▶ [How to complete this task]
The records that follow must be reproduced in full, exactly as written.

▶ [The records]
//! Database module - MySQL implementations using SQLx
//!
//! - Connection pool management and embedded migrations
//! - `RefreshTokenRepository` and `UserStore` implementations

pub mod connection;
pub mod mysql;

// Re-export commonly used types
pub use connection::{DatabasePool, PoolStatistics};
pub use mysql::{MySqlRefreshTokenRepository, MySqlUserStore};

▶ [Answer box]
//! Database module - MySQL implementations using SQLx
//!
//! - Connection pool management and embedded migrations
//! - `RefreshTokenRepository` and `UserStore` implementations

pub mod connection;
pub mod mysql;

// Re-export commonly used types
pub use connection::{DatabasePool, PoolStatistics};
pub use mysql::{MySqlRefreshTokenRepository, MySqlUserStore};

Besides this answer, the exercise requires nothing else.